Advancing Parsimonious Deep Learning Weather Prediction using the HEALPix Mesh. (arXiv:2311.06253v1 [physics.ao-ph])
We present a parsimonious deep learning weather prediction model on the
Hierarchical Equal Area isoLatitude Pixelization (HEALPix) to forecast seven
atmospheric variables for arbitrarily long lead times on a global approximately
110 km mesh at 3h time resolution. In comparison to state-of-the-art machine
learning weather forecast models, such as Pangu-Weather and GraphCast, our
DLWP-HPX model uses coarser resolution and far fewer prognostic variables. Yet,
at one-week lead times its skill is only about one day behind the
state-of-the-art numerical weather prediction model from the European Centre
for Medium-Range Weather Forecasts.
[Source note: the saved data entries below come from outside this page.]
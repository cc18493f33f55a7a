use std::collections::HashMap;

use chrono::Utc;
use rust_decimal::Decimal;
use sea_orm::{
    ActiveModelTrait, ColumnTrait, ConnectionTrait, DbErr, EntityTrait, IntoActiveModel, QueryFilter,
    QuerySelect, Set,
};

use super::UpsertOutcome;
use crate::db::entities::plan;
use crate::router::models::RemotePlan;

#[derive(Debug, Clone, PartialEq, Eq)]
pub struct NewPlan {
    pub name: String,
    pub display_name: String,
    pub price: Decimal,
    pub starts_when: String,
    pub validity: String,
    pub override_shared_users: String,
}

impl NewPlan {
    pub fn new(name: impl Into<String>, price: Decimal, validity: impl Into<String>) -> Self {
        let name = name.into();
        Self {
            display_name: name.clone(),
            name,
            price,
            starts_when: "assigned".to_string(),
            validity: validity.into(),
            override_shared_users: "off".to_string(),
        }
    }
}

#[derive(Debug, Clone, Default, PartialEq, Eq)]
pub struct PlanChanges {
    pub display_name: Option<String>,
    pub price: Option<Decimal>,
    pub starts_when: Option<String>,
    pub validity: Option<String>,
    pub override_shared_users: Option<String>,
}

pub async fn find_by_id<C: ConnectionTrait>(db: &C, id: i32) -> Result<Option<plan::Model>, DbErr> {
    plan::Entity::find_by_id(id).one(db).await
}

pub async fn find_by_name<C: ConnectionTrait>(db: &C, name: &str) -> Result<Option<plan::Model>, DbErr> {
    plan::Entity::find().filter(plan::Column::Name.eq(name)).one(db).await
}

pub async fn insert_local<C: ConnectionTrait>(db: &C, new_plan: NewPlan) -> Result<plan::Model, DbErr> {
    if new_plan.price.is_sign_negative() && !new_plan.price.is_zero() {
        return Err(DbErr::Custom(format!("plan price must be non-negative, got {}", new_plan.price)));
    }
    let now = Utc::now();
    plan::ActiveModel {
        name: Set(new_plan.name),
        display_name: Set(new_plan.display_name),
        price: Set(new_plan.price),
        starts_when: Set(new_plan.starts_when),
        validity: Set(new_plan.validity),
        override_shared_users: Set(new_plan.override_shared_users),
        external_id: Set(None),
        created_at: Set(now),
        updated_at: Set(now),
        ..Default::default()
    }
    .insert(db)
    .await
}

pub async fn update_local<C: ConnectionTrait>(
    db: &C,
    id: i32,
    changes: PlanChanges,
) -> Result<Option<plan::Model>, DbErr> {
    let Some(model) = plan::Entity::find_by_id(id).lock_exclusive().one(db).await? else {
        return Ok(None);
    };
    let mut active = model.into_active_model();
    if let Some(display_name) = changes.display_name {
        active.display_name = Set(display_name);
    }
    if let Some(price) = changes.price {
        if price.is_sign_negative() && !price.is_zero() {
            return Err(DbErr::Custom(format!("plan price must be non-negative, got {price}")));
        }
        active.price = Set(price);
    }
    if let Some(starts_when) = changes.starts_when {
        active.starts_when = Set(starts_when);
    }
    if let Some(validity) = changes.validity {
        active.validity = Set(validity);
    }
    if let Some(policy) = changes.override_shared_users {
        active.override_shared_users = Set(policy);
    }
    active.updated_at = Set(Utc::now());
    active.update(db).await.map(Some)
}

/// For each name the router lists more than once, the external id the local row already
/// carries, provided it is still one of the listed ids for that name.
pub async fn linked_ids_for_repeated_names<C: ConnectionTrait>(
    db: &C,
    remote: &[RemotePlan],
) -> Result<HashMap<String, String>, DbErr> {
    let mut counts: HashMap<&str, usize> = HashMap::new();
    for record in remote {
        *counts.entry(record.name.as_str()).or_default() += 1;
    }

    let mut linked = HashMap::new();
    for (name, _) in counts.into_iter().filter(|(_, count)| *count > 1) {
        let Some(external_id) = find_by_name(db, name).await?.and_then(|model| model.external_id) else {
            continue;
        };
        if remote.iter().any(|r| r.name == name && r.id == external_id) {
            linked.insert(name.to_string(), external_id);
        }
    }
    Ok(linked)
}

/// Reconciles a router profile into the local store, matched by plan name.
pub async fn upsert_from_router<C: ConnectionTrait>(
    db: &C,
    remote: &RemotePlan,
) -> Result<(plan::Model, UpsertOutcome), DbErr> {
    let existing = plan::Entity::find()
        .filter(plan::Column::Name.eq(remote.name.as_str()))
        .lock_exclusive()
        .one(db)
        .await?;
    let display_name = if remote.name_for_users.is_empty() {
        remote.name.clone()
    } else {
        remote.name_for_users.clone()
    };

    let now = Utc::now();
    match existing {
        Some(model) => {
            // Decimals compare by value, so 25 == 25.00 after a round trip through the database.
            let unchanged = model.display_name == display_name
                && model.price == remote.price
                && model.starts_when == remote.starts_when
                && model.validity == remote.validity
                && model.override_shared_users == remote.override_shared_users
                && model.external_id.as_deref() == Some(remote.id.as_str());
            if unchanged {
                return Ok((model, UpsertOutcome::Unchanged));
            }

            let mut active = model.into_active_model();
            active.display_name = Set(display_name);
            active.price = Set(remote.price);
            active.starts_when = Set(remote.starts_when.clone());
            active.validity = Set(remote.validity.clone());
            active.override_shared_users = Set(remote.override_shared_users.clone());
            active.external_id = Set(Some(remote.id.clone()));
            active.updated_at = Set(now);
            Ok((active.update(db).await?, UpsertOutcome::Updated))
        }
        None => {
            let inserted = plan::ActiveModel {
                name: Set(remote.name.clone()),
                display_name: Set(display_name),
                price: Set(remote.price),
                starts_when: Set(remote.starts_when.clone()),
                validity: Set(remote.validity.clone()),
                override_shared_users: Set(remote.override_shared_users.clone()),
                external_id: Set(Some(remote.id.clone())),
                created_at: Set(now),
                updated_at: Set(now),
                ..Default::default()
            }
            .insert(db)
            .await?;
            Ok((inserted, UpsertOutcome::Created))
        }
    }
}

#[cfg(test)]
mod tests {
    use super::*;
    use crate::db::test_support::create_test_db;
    use sea_orm::PaginatorTrait;

    fn remote_plan(id: &str, name: &str, price: Decimal) -> RemotePlan {
        RemotePlan {
            id: id.into(),
            name: name.into(),
            name_for_users: String::new(),
            price,
            starts_when: "assigned".into(),
            validity: "1d 00:00:00".into(),
            override_shared_users: "off".into(),
        }
    }

    #[tokio::test]
    async fn test_same_name_updates_existing_row() {
        let (db, _dir) = create_test_db().await;

        let (first, outcome) = upsert_from_router(&db, &remote_plan("*A", "daily", Decimal::new(500, 2)))
            .await
            .unwrap();
        assert_eq!(outcome, UpsertOutcome::Created);
        assert_eq!(first.display_name, "daily");

        let (second, outcome) = upsert_from_router(&db, &remote_plan("*A", "daily", Decimal::new(750, 2)))
            .await
            .unwrap();
        assert_eq!(outcome, UpsertOutcome::Updated);
        assert_eq!(second.id, first.id);
        assert_eq!(second.price, Decimal::new(750, 2));
        assert_eq!(plan::Entity::find().count(&db).await.unwrap(), 1);
    }

    #[tokio::test]
    async fn test_unchanged_plan_is_not_rewritten() {
        let (db, _dir) = create_test_db().await;
        let remote = remote_plan("*B", "weekly", Decimal::new(2500, 2));
        let (created, _) = upsert_from_router(&db, &remote).await.unwrap();

        let (again, outcome) = upsert_from_router(&db, &remote).await.unwrap();
        assert_eq!(outcome, UpsertOutcome::Unchanged);
        assert_eq!(again.updated_at, created.updated_at);
    }

    #[tokio::test]
    async fn test_negative_price_rejected() {
        let (db, _dir) = create_test_db().await;
        let result = insert_local(&db, NewPlan::new("bad", Decimal::new(-1, 0), "1d")).await;
        assert!(result.is_err());
    }

    #[tokio::test]
    async fn test_repeated_names_keep_the_linked_id() {
        let (db, _dir) = create_test_db().await;
        upsert_from_router(&db, &remote_plan("*B", "daily", Decimal::new(500, 2))).await.unwrap();

        let listed = vec![
            remote_plan("*A", "daily", Decimal::new(500, 2)),
            remote_plan("*B", "daily", Decimal::new(500, 2)),
            remote_plan("*C", "weekly", Decimal::new(2500, 2)),
        ];
        let linked = linked_ids_for_repeated_names(&db, &listed).await.unwrap();
        assert_eq!(linked.len(), 1);
        assert_eq!(linked.get("daily").map(String::as_str), Some("*B"));
    }
}
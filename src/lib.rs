pub mod server;

pub mod db;
pub mod router;
pub mod sync;
pub mod http_server;

pub mod notifications;
pub mod payments;
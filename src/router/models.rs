//! Typed views of the router's user-manager resources.
//!
//! Every resource is described by a marker type implementing [`RouterResource`], which
//! ties its REST path to the record it decodes into and the payloads it accepts.

use chrono::{DateTime, Utc};
use rust_decimal::Decimal;
use serde::de::DeserializeOwned;
use serde::{Deserialize, Serialize};

use super::wire;

pub trait RouterResource {
    /// Path segment under `rest/user-manager/`.
    const PATH: &'static str;
    /// Human readable name used in logs and errors.
    const NAME: &'static str;

    type Record: DeserializeOwned + Send + 'static;
    type Create: Serialize + Sync;
    type Update: Serialize + Sync;
}

pub struct Users;
pub struct Plans;
pub struct Assignments;
pub struct Sessions;
pub struct Payments;

impl RouterResource for Users {
    const PATH: &'static str = "user";
    const NAME: &'static str = "user";
    type Record = RemoteUser;
    type Create = UserPayload;
    type Update = UserPayload;
}

impl RouterResource for Plans {
    const PATH: &'static str = "profile";
    const NAME: &'static str = "profile";
    type Record = RemotePlan;
    type Create = PlanPayload;
    type Update = PlanPayload;
}

impl RouterResource for Assignments {
    const PATH: &'static str = "user-profile";
    const NAME: &'static str = "user-profile";
    type Record = RemoteAssignment;
    type Create = AssignmentPayload;
    type Update = AssignmentPayload;
}

impl RouterResource for Sessions {
    const PATH: &'static str = "session";
    const NAME: &'static str = "session";
    type Record = RemoteSession;
    type Create = SessionPayload;
    type Update = SessionPayload;
}

impl RouterResource for Payments {
    const PATH: &'static str = "payment";
    const NAME: &'static str = "payment";
    type Record = RemotePayment;
    type Create = PaymentPayload;
    type Update = PaymentPayload;
}

// --- Records ---

#[derive(Debug, Clone, PartialEq, Deserialize)]
pub struct RemoteUser {
    #[serde(rename = ".id")]
    pub id: String,
    pub name: String,
    #[serde(default)]
    pub group: String,
    #[serde(default, deserialize_with = "wire::bool_flag")]
    pub disabled: bool,
    #[serde(
        rename = "shared-users",
        default = "wire::default_shared_users",
        deserialize_with = "wire::shared_users"
    )]
    pub shared_users: i32,
    #[serde(default)]
    pub password: String,
    #[serde(rename = "otp-secret", default)]
    pub otp_secret: String,
    #[serde(default)]
    pub attributes: String,
}

#[derive(Debug, Clone, PartialEq, Deserialize)]
pub struct RemotePlan {
    #[serde(rename = ".id")]
    pub id: String,
    pub name: String,
    #[serde(rename = "name-for-users", default)]
    pub name_for_users: String,
    #[serde(default = "wire::default_price", deserialize_with = "wire::decimal")]
    pub price: Decimal,
    #[serde(rename = "starts-when", default = "default_starts_when")]
    pub starts_when: String,
    #[serde(default = "default_validity")]
    pub validity: String,
    #[serde(rename = "override-shared-users", default = "default_override_shared_users")]
    pub override_shared_users: String,
}

#[derive(Debug, Clone, PartialEq, Deserialize)]
pub struct RemoteAssignment {
    #[serde(rename = ".id")]
    pub id: String,
    /// Login name of the assigned user.
    pub user: String,
    /// Name of the assigned profile.
    pub profile: String,
    #[serde(default)]
    pub state: Option<String>,
    #[serde(rename = "end-time", default, deserialize_with = "wire::timestamp")]
    pub end_time: Option<DateTime<Utc>>,
}

#[derive(Debug, Clone, PartialEq, Deserialize)]
pub struct RemoteSession {
    #[serde(rename = ".id")]
    pub id: String,
    #[serde(rename = "acct-session-id")]
    pub session_id: String,
    pub user: String,
    #[serde(rename = "nas-ip-address", default)]
    pub nas_ip_address: Option<String>,
    #[serde(rename = "nas-port-id", default)]
    pub nas_port_id: Option<String>,
    #[serde(rename = "nas-port-type", default)]
    pub nas_port_type: Option<String>,
    #[serde(rename = "calling-station-id", default)]
    pub calling_station_id: Option<String>,
    #[serde(default, deserialize_with = "wire::counter")]
    pub download: i64,
    #[serde(default, deserialize_with = "wire::counter")]
    pub upload: i64,
    #[serde(default)]
    pub uptime: Option<String>,
    #[serde(default)]
    pub status: String,
    #[serde(default, deserialize_with = "wire::timestamp")]
    pub started: Option<DateTime<Utc>>,
    #[serde(default, deserialize_with = "wire::timestamp")]
    pub ended: Option<DateTime<Utc>>,
    #[serde(rename = "terminate-cause", default)]
    pub terminate_cause: Option<String>,
    #[serde(rename = "user-address", default)]
    pub user_address: Option<String>,
    #[serde(rename = "last-accounting-packet", default, deserialize_with = "wire::timestamp")]
    pub last_accounting_packet: Option<DateTime<Utc>>,
}

#[derive(Debug, Clone, PartialEq, Deserialize)]
pub struct RemotePayment {
    #[serde(rename = ".id")]
    pub id: String,
    #[serde(default)]
    pub user: Option<String>,
    #[serde(default)]
    pub profile: Option<String>,
    #[serde(default)]
    pub method: Option<String>,
    #[serde(rename = "trans-status", default)]
    pub trans_status: Option<String>,
    #[serde(default = "wire::default_price", deserialize_with = "wire::decimal")]
    pub price: Decimal,
    #[serde(default)]
    pub currency: Option<String>,
}

/// Body of a successful create (`PUT`) response; only the assigned id matters.
#[derive(Debug, Deserialize)]
pub(crate) struct CreatedRef {
    #[serde(rename = ".id")]
    pub id: String,
}

fn default_starts_when() -> String {
    "assigned".to_string()
}

fn default_validity() -> String {
    "30d 00:00:00".to_string()
}

fn default_override_shared_users() -> String {
    "off".to_string()
}

// --- Payloads ---
//
// All values travel as strings. Fields left `None` or empty are stripped by the client
// before the request is sent.

#[derive(Debug, Clone, Default, PartialEq, Serialize)]
pub struct UserPayload {
    pub name: Option<String>,
    pub group: Option<String>,
    #[serde(rename = "shared-users")]
    pub shared_users: Option<String>,
    pub disabled: Option<String>,
    pub attributes: Option<String>,
    pub password: Option<String>,
}

#[derive(Debug, Clone, Default, PartialEq, Serialize)]
pub struct PlanPayload {
    pub name: Option<String>,
    #[serde(rename = "name-for-users")]
    pub name_for_users: Option<String>,
    pub price: Option<String>,
    #[serde(rename = "starts-when")]
    pub starts_when: Option<String>,
    pub validity: Option<String>,
    #[serde(rename = "override-shared-users")]
    pub override_shared_users: Option<String>,
}

#[derive(Debug, Clone, Default, PartialEq, Serialize)]
pub struct AssignmentPayload {
    pub user: Option<String>,
    pub profile: Option<String>,
    pub state: Option<String>,
    #[serde(rename = "end-time")]
    pub end_time: Option<String>,
}

#[derive(Debug, Clone, Default, PartialEq, Serialize)]
pub struct SessionPayload {
    pub user: Option<String>,
    #[serde(rename = "acct-session-id")]
    pub session_id: Option<String>,
    pub status: Option<String>,
    #[serde(rename = "terminate-cause")]
    pub terminate_cause: Option<String>,
}

#[derive(Debug, Clone, Default, PartialEq, Serialize)]
pub struct PaymentPayload {
    pub user: Option<String>,
    pub profile: Option<String>,
    pub method: Option<String>,
    #[serde(rename = "copy-from")]
    pub copy_from: Option<String>,
    #[serde(rename = "trans-start")]
    pub trans_start: Option<String>,
    #[serde(rename = "trans-end")]
    pub trans_end: Option<String>,
    #[serde(rename = "trans-status")]
    pub trans_status: Option<String>,
    #[serde(rename = "user-message")]
    pub user_message: Option<String>,
    pub currency: Option<String>,
    pub price: Option<String>,
}

#[cfg(test)]
mod tests {
    use super::*;
    use serde_json::json;

    #[test]
    fn test_remote_user_from_router_json() {
        let user: RemoteUser = serde_json::from_value(json!({
            ".id": "*1",
            "name": "alice",
            "group": "g1",
            "disabled": "false",
            "shared-users": "2",
            "password": "s3cret"
        }))
        .unwrap();

        assert_eq!(user.id, "*1");
        assert_eq!(user.name, "alice");
        assert_eq!(user.group, "g1");
        assert!(!user.disabled);
        assert_eq!(user.shared_users, 2);
        assert_eq!(user.otp_secret, "");
    }

    #[test]
    fn test_remote_plan_defaults() {
        let plan: RemotePlan = serde_json::from_value(json!({ ".id": "*A", "name": "daily" })).unwrap();
        assert_eq!(plan.price, Decimal::ZERO);
        assert_eq!(plan.starts_when, "assigned");
        assert_eq!(plan.validity, "30d 00:00:00");
        assert_eq!(plan.override_shared_users, "off");
    }

    #[test]
    fn test_remote_session_counters() {
        let session: RemoteSession = serde_json::from_value(json!({
            ".id": "*9",
            "acct-session-id": "81a00001",
            "user": "alice",
            "download": "2048",
            "upload": "1024",
            "uptime": "1h2m3s",
            "status": "start,interim",
            "started": "2024-05-01 09:00:00"
        }))
        .unwrap();

        assert_eq!(session.session_id, "81a00001");
        assert_eq!(session.download, 2048);
        assert_eq!(session.upload, 1024);
        assert!(session.ended.is_none());
        assert!(session.started.is_some());
    }

    #[test]
    fn test_record_without_id_is_rejected() {
        let result = serde_json::from_value::<RemoteUser>(json!({ "name": "bob" }));
        assert!(result.is_err());
    }
}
We report successive forecast improvements
resulting from model design and data-related decisions, such as switching from
the cubed sphere to the HEALPix mesh, inverting the channel depth of the U-Net,
and introducing gated recurrent units (GRU) on each level of the U-Net
hierarchy. The consistent east-west orientation of all cells on the HEALPix
mesh facilitates the development of location-invariant convolution kernels that
are successfully applied to propagate global weather patterns across our
planet. Without any loss of spectral power after two days, the model can be
unrolled autoregressively for hundreds of steps into the future to generate
stable and realistic states of the atmosphere that respect seasonal trends, as
showcased in one-year simulations. Our parsimonious DLWP-HPX model is
research-friendly and potentially well-suited for sub-seasonal and seasonal
forecasting.
Source: https://arxiv.org/abs/2311.06253